I am of course, referring to the loose concept that has come to been known as the #grind.
The #grind is everywhere, and the #grind is no longer going to be preceded by a hashtag for the rest of this article, because you probably get the point by now. But the grind, by definition, is something that isn’t supposed to ascribe to “the point.” This is because the grind is weirdly individual–your grind is not my grind, and this makes my grind worth telling other people about on social media.
Except that it doesn’t. Well, not totally.
I’m at an age where the thing to do, apparently, is talk about how much you work at your job. Part of this is completely natural–because this is now the way we're primarily spending our time, it makes perfect sense that a suddenly huge part of our lives something we'd want to talk to people about. To unload, to share commonalities, and to “catch up.” To be sitting at a diner at 1am thinking that you're so cool cause you're a diner at 1 am, and man they should film a movie about your life because this is so goddamn interesting.
But what isn't natural, is the way we’re talking about our jobs. Quantifying ability and self-worth simply by how late one stayed at the office, or how subjectively busy someone is. Again, definitely something to talk about with your good friends and girlfriend, but it gets problematic when your social media shit is solely built around things like “man, so THIS is what it feels like to be home at 7 on a Wednesday,” or “everyone has off today, but (upload a picture of a sad desk lunch)…#Idon'tHateitThough)” It’s this weird version of niche humblebragging, which is simultaneously insufferable and uproarious. But this was never the point.
I have this theory. About five years ago, a girl got jealous of her high school friends, all of whom went to more prestigious colleges than her. She didn’t exactly know why she was jealous of them, because she wanted to go to college to have fun–to tailgate, wear neon bandanas, and not have to worry about things like what private school she didn’t go to. But she failed to realize that people apparently don’t do that anymore, and her friends leveraged the disparity into acting all snottily superior–which naturally made this girl upset, jealous, and bitter. Suddenly faced with a major threat to her dignity, she resolved to out-work everyone (via academics, clubs, internships, the whole nine yards), and did so rather handily. BUT, because her newfound rivals were all off at Wisconsin, Georgetown, and Cornell, this girl needed a passive-aggressive way to showcase her superiority to her former-yet current-yet sometimes former bestie crew. Meaning, she turned to Facebook.
At first, her announcing her various accomplishments was a hit. People were supportive, there were way too many exclamation points to go around, and former main squeeze even decided to make it known he was still interested via some tryhard snark in the comment section. But then, people in her social web–particularly her friends she was #takingshots at–realized that (a. fuck, she’s doing better than me, (b. because she's doing this publicly, everyone will know she's doing better than me, and (c. wait, I’m actually a lot fucking better than her. A realization that opened pandora’s box in the worst way possible, setting off this chain reaction that eventually reached all social networks of people between the ages of 18-26.

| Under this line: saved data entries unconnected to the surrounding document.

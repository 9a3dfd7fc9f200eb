//! The immutable, ordered laptop snapshot.
//!
//! A catalog is loaded once and shared read-only (`Arc<Catalog>`). Reloading
//! means building a new `Catalog` and swapping the `Arc`; rows are never
//! edited in place. Row position is the record's identity and the only
//! ranking the quiz relies on.

use lappybot_core::error::CatalogError;
use lappybot_core::laptop::{LaptopRecord, STANDARD_COLUMNS};
use std::path::{Path, PathBuf};
use tracing::{error, info};

/// An ordered, read-only set of laptop records plus the raw cells they were
/// read from (kept for column-faithful comparison output).
#[derive(Debug, Clone, Default)]
pub struct Catalog {
    source: Option<PathBuf>,
    columns: Vec<String>,
    records: Vec<LaptopRecord>,
    cells: Vec<Vec<String>>,
}

/// A borrowed view of one catalog row.
#[derive(Debug, Clone, Copy)]
pub struct Row<'a> {
    /// Position in the catalog (stable identity)
    pub position: usize,
    pub record: &'a LaptopRecord,
    /// Raw cells in [`Catalog::columns`] order
    pub cells: &'a [String],
}

impl Catalog {
    /// A catalog with no rows and no columns.
    pub fn empty() -> Self {
        Self::default()
    }

    /// Build a catalog from records, using the standard dataset columns.
    pub fn from_records(records: Vec<LaptopRecord>) -> Self {
        let cells = records.iter().map(LaptopRecord::cells).collect();
        Self {
            source: None,
            columns: STANDARD_COLUMNS.iter().map(|c| c.to_string()).collect(),
            records,
            cells,
        }
    }

    /// Read a laptop CSV, preserving file row order.
    ///
    /// Any row that cannot be read as a [`LaptopRecord`] (bad number, missing
    /// column, ragged line) fails the whole load.
    pub fn load(path: &Path) -> Result<Self, CatalogError> {
        if !path.exists() {
            return Err(CatalogError::NotFound {
                path: path.to_path_buf(),
            });
        }

        let malformed = |row: usize, reason: String| CatalogError::Malformed {
            path: path.to_path_buf(),
            row,
            reason,
        };

        let mut reader = csv::ReaderBuilder::new()
            .has_headers(true)
            .trim(csv::Trim::All)
            .from_path(path)
            .map_err(|e| malformed(0, e.to_string()))?;

        let headers = reader
            .headers()
            .map_err(|e| malformed(0, e.to_string()))?
            .clone();
        let columns: Vec<String> = headers.iter().map(String::from).collect();

        let mut records = Vec::new();
        let mut cells = Vec::new();
        for (i, result) in reader.records().enumerate() {
            let row = i + 1;
            let raw = result.map_err(|e| malformed(row, e.to_string()))?;
            let record: LaptopRecord = raw
                .deserialize(Some(&headers))
                .map_err(|e| malformed(row, e.to_string()))?;
            records.push(record);
            cells.push(raw.iter().map(String::from).collect());
        }

        info!(
            path = %path.display(),
            rows = records.len(),
            columns = columns.len(),
            "Catalog loaded"
        );

        Ok(Self {
            source: Some(path.to_path_buf()),
            columns,
            records,
            cells,
        })
    }

    /// Load the catalog, degrading to an empty one on any failure so the
    /// service stays up and answers with zero results.
    pub fn load_or_empty(path: &Path) -> Self {
        match Self::load(path) {
            Ok(catalog) => catalog,
            Err(e) => {
                error!(error = %e, "Catalog unavailable, continuing with an empty catalog");
                Self::empty()
            }
        }
    }

    /// Column names in load-time order.
    pub fn columns(&self) -> &[String] {
        &self.columns
    }

    pub fn records(&self) -> &[LaptopRecord] {
        &self.records
    }

    pub fn source(&self) -> Option<&Path> {
        self.source.as_deref()
    }

    pub fn len(&self) -> usize {
        self.records.len()
    }

    pub fn is_empty(&self) -> bool {
        self.records.is_empty()
    }

    pub fn get(&self, position: usize) -> Option<Row<'_>> {
        Some(Row {
            position,
            record: self.records.get(position)?,
            cells: self.cells.get(position)?,
        })
    }

    /// All rows in catalog order.
    pub fn rows(&self) -> impl Iterator<Item = Row<'_>> {
        self.records
            .iter()
            .zip(&self.cells)
            .enumerate()
            .map(|(position, (record, cells))| Row {
                position,
                record,
                cells,
            })
    }
}

#[cfg(test)]
mod tests {
    use super::*;
    use std::io::Write;

    const SAMPLE: &str = concat!(env!("CARGO_MANIFEST_DIR"), "/../../data/sample_laptops.csv");

    fn write_csv(content: &str) -> tempfile::NamedTempFile {
        let mut file = tempfile::NamedTempFile::new().unwrap();
        file.write_all(content.as_bytes()).unwrap();
        file
    }

    #[test]
    fn loads_sample_in_file_order() {
        let catalog = Catalog::load(Path::new(SAMPLE)).unwrap();
        assert_eq!(catalog.len(), 11);
        assert_eq!(catalog.records()[0].model, "TUF Gaming F15");
        assert_eq!(catalog.records()[10].model, "Omen 16");
        let positions: Vec<usize> = catalog.rows().map(|r| r.position).collect();
        assert_eq!(positions, (0..11).collect::<Vec<_>>());
    }

    #[test]
    fn columns_echo_header_order() {
        let catalog = Catalog::load(Path::new(SAMPLE)).unwrap();
        assert_eq!(catalog.columns()[0], "index");
        assert_eq!(catalog.columns()[1], "brand");
        assert_eq!(catalog.columns()[4], "Rating");
        assert_eq!(catalog.columns().len(), 22);
        assert!(catalog.rows().all(|r| r.cells.len() == 22));
    }

    #[test]
    fn missing_file_is_not_found() {
        let err = Catalog::load(Path::new("/nonexistent/laptops.csv")).unwrap_err();
        assert!(matches!(err, CatalogError::NotFound { .. }));
    }

    #[test]
    fn missing_required_column_is_malformed() {
        let file = write_csv("brand,Model,Price_MYR\nasus,TUF,4299\n");
        let err = Catalog::load(file.path()).unwrap_err();
        match err {
            CatalogError::Malformed { row, reason, .. } => {
                assert_eq!(row, 1);
                assert!(reason.contains("missing field"));
            }
            other => panic!("expected Malformed, got {other:?}"),
        }
    }

    #[test]
    fn non_numeric_price_is_malformed() {
        let header = STANDARD_COLUMNS.join(",");
        let row = "asus,TUF,cheap,intel,core i5,6,12,16,SSD,512,None,0,nvidia,dedicated,False,15.6,1920,1080,windows,2";
        let file = write_csv(&format!("{header}\n{row}\n"));
        assert!(matches!(
            Catalog::load(file.path()),
            Err(CatalogError::Malformed { row: 1, .. })
        ));
    }

    #[test]
    fn load_or_empty_degrades_gracefully() {
        let catalog = Catalog::load_or_empty(Path::new("/nonexistent/laptops.csv"));
        assert!(catalog.is_empty());
        assert!(catalog.columns().is_empty());
    }

    #[test]
    fn header_only_file_has_columns_but_no_rows() {
        let file = write_csv(&format!("{}\n", STANDARD_COLUMNS.join(",")));
        let catalog = Catalog::load(file.path()).unwrap();
        assert!(catalog.is_empty());
        assert_eq!(catalog.columns().len(), STANDARD_COLUMNS.len());
    }

    #[test]
    fn from_records_uses_standard_columns() {
        let catalog = Catalog::from_records(vec![LaptopRecord::new("dell", "XPS 13", 5999.0)]);
        assert_eq!(catalog.columns().len(), STANDARD_COLUMNS.len());
        let row = catalog.get(0).unwrap();
        assert_eq!(row.cells[1], "XPS 13");
        assert!(catalog.get(1).is_none());
    }
}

The #grind has evolved tremendously in recent years. And as social media etiquette continues to develop more complexities and community-concentrated protocols, it will likely continue to do so. One industry is not talked about the same as another one online, and so forth. But throughout all of this change, there is often a common thread–talking about your busy work schedule, your crazy hours, and your rigorous demands seems just that. This may be because quality of work is less easy to get across in 140 characters or whatever, but this grind-speak, by nature of talking about the grind rather than what the components of this grind actually are, seems to be A LOT like that kid who just talks about how drunk he got last night. You assume it’s true because he says it loudly and with confidence, but the more and more he talks about how drunk he got last night, you begin to wonder. And then you become amused. And then, you try not to make eye-contact with anything for fear of bursting out laughing.
The lesson then, as always–if you can truly hold your liquor, you won’t really feel the need to tell everyone how great you are at pounding shots. And, that there is nothing more important in life than being a giant hypocrite.